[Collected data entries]
//! TLS configuration options.

use rustls::pki_types::CertificateDer;

use crate::error::TlsError;

/// TLS configuration for the in-protocol handshake.
#[derive(Clone, Debug)]
pub struct TlsConfig {
    /// Whether to trust the server certificate without validation.
    ///
    /// **Warning:** This is insecure and should only be used for testing.
    pub trust_server_certificate: bool,

    /// Custom root certificates to trust.
    ///
    /// If empty, the Mozilla root store from `webpki-roots` is used.
    pub root_certificates: Vec<CertificateDer<'static>>,

    /// Server hostname for SNI and certificate validation.
    ///
    /// If not set, the connection hostname is used.
    pub server_name: Option<String>,

    /// Minimum TLS version to accept.
    pub min_protocol_version: TlsVersion,

    /// Maximum TLS version to accept.
    pub max_protocol_version: TlsVersion,
}

impl Default for TlsConfig {
    fn default() -> Self {
        Self {
            trust_server_certificate: false,
            root_certificates: Vec::new(),
            server_name: None,
            min_protocol_version: TlsVersion::Tls12,
            max_protocol_version: TlsVersion::Tls13,
        }
    }
}

impl TlsConfig {
    /// Create a new TLS configuration with default settings.
    #[must_use]
    pub fn new() -> Self {
        Self::default()
    }

    /// Trust the server certificate without validation.
    #[must_use]
    pub fn trust_server_certificate(mut self, trust: bool) -> Self {
        self.trust_server_certificate = trust;
        self
    }

    /// Add a custom root certificate to trust.
    #[must_use]
    pub fn add_root_certificate(mut self, cert: CertificateDer<'static>) -> Self {
        self.root_certificates.push(cert);
        self
    }

    /// Add every certificate found in a PEM document.
    pub fn add_root_certificates_pem(mut self, pem: &[u8]) -> Result<Self, TlsError> {
        let mut reader = pem;
        let certs = rustls_pemfile::certs(&mut reader)
            .collect::<Result<Vec<_>, _>>()
            .map_err(|e| TlsError::InvalidCertificate(format!("invalid PEM: {e}")))?;
        if certs.is_empty() {
            return Err(TlsError::InvalidCertificate(
                "no certificates found in PEM".into(),
            ));
        }
        self.root_certificates.extend(certs);
        Ok(self)
    }

    /// Set the server name for certificate validation.
    #[must_use]
    pub fn with_server_name(mut self, name: impl Into<String>) -> Self {
        self.server_name = Some(name.into());
        self
    }

    /// Set the minimum TLS version.
    #[must_use]
    pub fn min_protocol_version(mut self, version: TlsVersion) -> Self {
        self.min_protocol_version = version;
        self
    }

    /// Set the maximum TLS version.
    #[must_use]
    pub fn max_protocol_version(mut self, version: TlsVersion) -> Self {
        self.max_protocol_version = version;
        self
    }
}

/// TLS protocol version.
#[derive(Debug, Clone, Copy, PartialEq, Eq, PartialOrd, Ord, Hash, Default)]
pub enum TlsVersion {
    /// TLS 1.2
    #[default]
    Tls12,
    /// TLS 1.3
    Tls13,
}

impl TlsVersion {
    /// Convert to rustls protocol version.
    #[must_use]
    pub fn to_rustls(self) -> &'static rustls::SupportedProtocolVersion {
        match self {
            Self::Tls12 => &rustls::version::TLS12,
            Self::Tls13 => &rustls::version::TLS13,
        }
    }
}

* **Problem to work on**
Your answer must be an exact copy of every record.

* **Exercise output**
//! TLS configuration options.

use rustls::pki_types::CertificateDer;

use crate::error::TlsError;

/// TLS configuration for the in-protocol handshake.
#[derive(Clone, Debug)]
pub struct TlsConfig {
    /// Whether to trust the server certificate without validation.
    ///
    /// **Warning:** This is insecure and should only be used for testing.
    pub trust_server_certificate: bool,

    /// Custom root certificates to trust.
    ///
    /// If empty, the Mozilla root store from `webpki-roots` is used.
    pub root_certificates: Vec<CertificateDer<'static>>,

    /// Server hostname for SNI and certificate validation.
    ///
    /// If not set, the connection hostname is used.
    pub server_name: Option<String>,

    /// Minimum TLS version to accept.
    pub min_protocol_version: TlsVersion,

    /// Maximum TLS version to accept.
    pub max_protocol_version: TlsVersion,
}

impl Default for TlsConfig {
    fn default() -> Self {
        Self {
            trust_server_certificate: false,
            root_certificates: Vec::new(),
            server_name: None,
            min_protocol_version: TlsVersion::Tls12,
            max_protocol_version: TlsVersion::Tls13,
        }
    }
}

impl TlsConfig {
    /// Create a new TLS configuration with default settings.
    #[must_use]
    pub fn new() -> Self {
        Self::default()
    }

    /// Trust the server certificate without validation.
    #[must_use]
    pub fn trust_server_certificate(mut self, trust: bool) -> Self {
        self.trust_server_certificate = trust;
        self
    }

    /// Add a custom root certificate to trust.
    #[must_use]
    pub fn add_root_certificate(mut self, cert: CertificateDer<'static>) -> Self {
        self.root_certificates.push(cert);
        self
    }

    /// Add every certificate found in a PEM document.
    pub fn add_root_certificates_pem(mut self, pem: &[u8]) -> Result<Self, TlsError> {
        let mut reader = pem;
        let certs = rustls_pemfile::certs(&mut reader)
            .collect::<Result<Vec<_>, _>>()
            .map_err(|e| TlsError::InvalidCertificate(format!("invalid PEM: {e}")))?;
        if certs.is_empty() {
            return Err(TlsError::InvalidCertificate(
                "no certificates found in PEM".into(),
            ));
        }
        self.root_certificates.extend(certs);
        Ok(self)
    }

    /// Set the server name for certificate validation.
    #[must_use]
    pub fn with_server_name(mut self, name: impl Into<String>) -> Self {
        self.server_name = Some(name.into());
        self
    }

    /// Set the minimum TLS version.
    #[must_use]
    pub fn min_protocol_version(mut self, version: TlsVersion) -> Self {
        self.min_protocol_version = version;
        self
    }

    /// Set the maximum TLS version.
    #[must_use]
    pub fn max_protocol_version(mut self, version: TlsVersion) -> Self {
        self.max_protocol_version = version;
        self
    }
}

/// TLS protocol version.
#[derive(Debug, Clone, Copy, PartialEq, Eq, PartialOrd, Ord, Hash, Default)]
pub enum TlsVersion {
    /// TLS 1.2
    #[default]
    Tls12,
    /// TLS 1.3
    Tls13,
}

impl TlsVersion {
    /// Convert to rustls protocol version.
    #[must_use]
    pub fn to_rustls(self) -> &'static rustls::SupportedProtocolVersion {
        match self {
            Self::Tls12 => &rustls::version::TLS12,
            Self::Tls13 => &rustls::version::TLS13,
        }
    }
}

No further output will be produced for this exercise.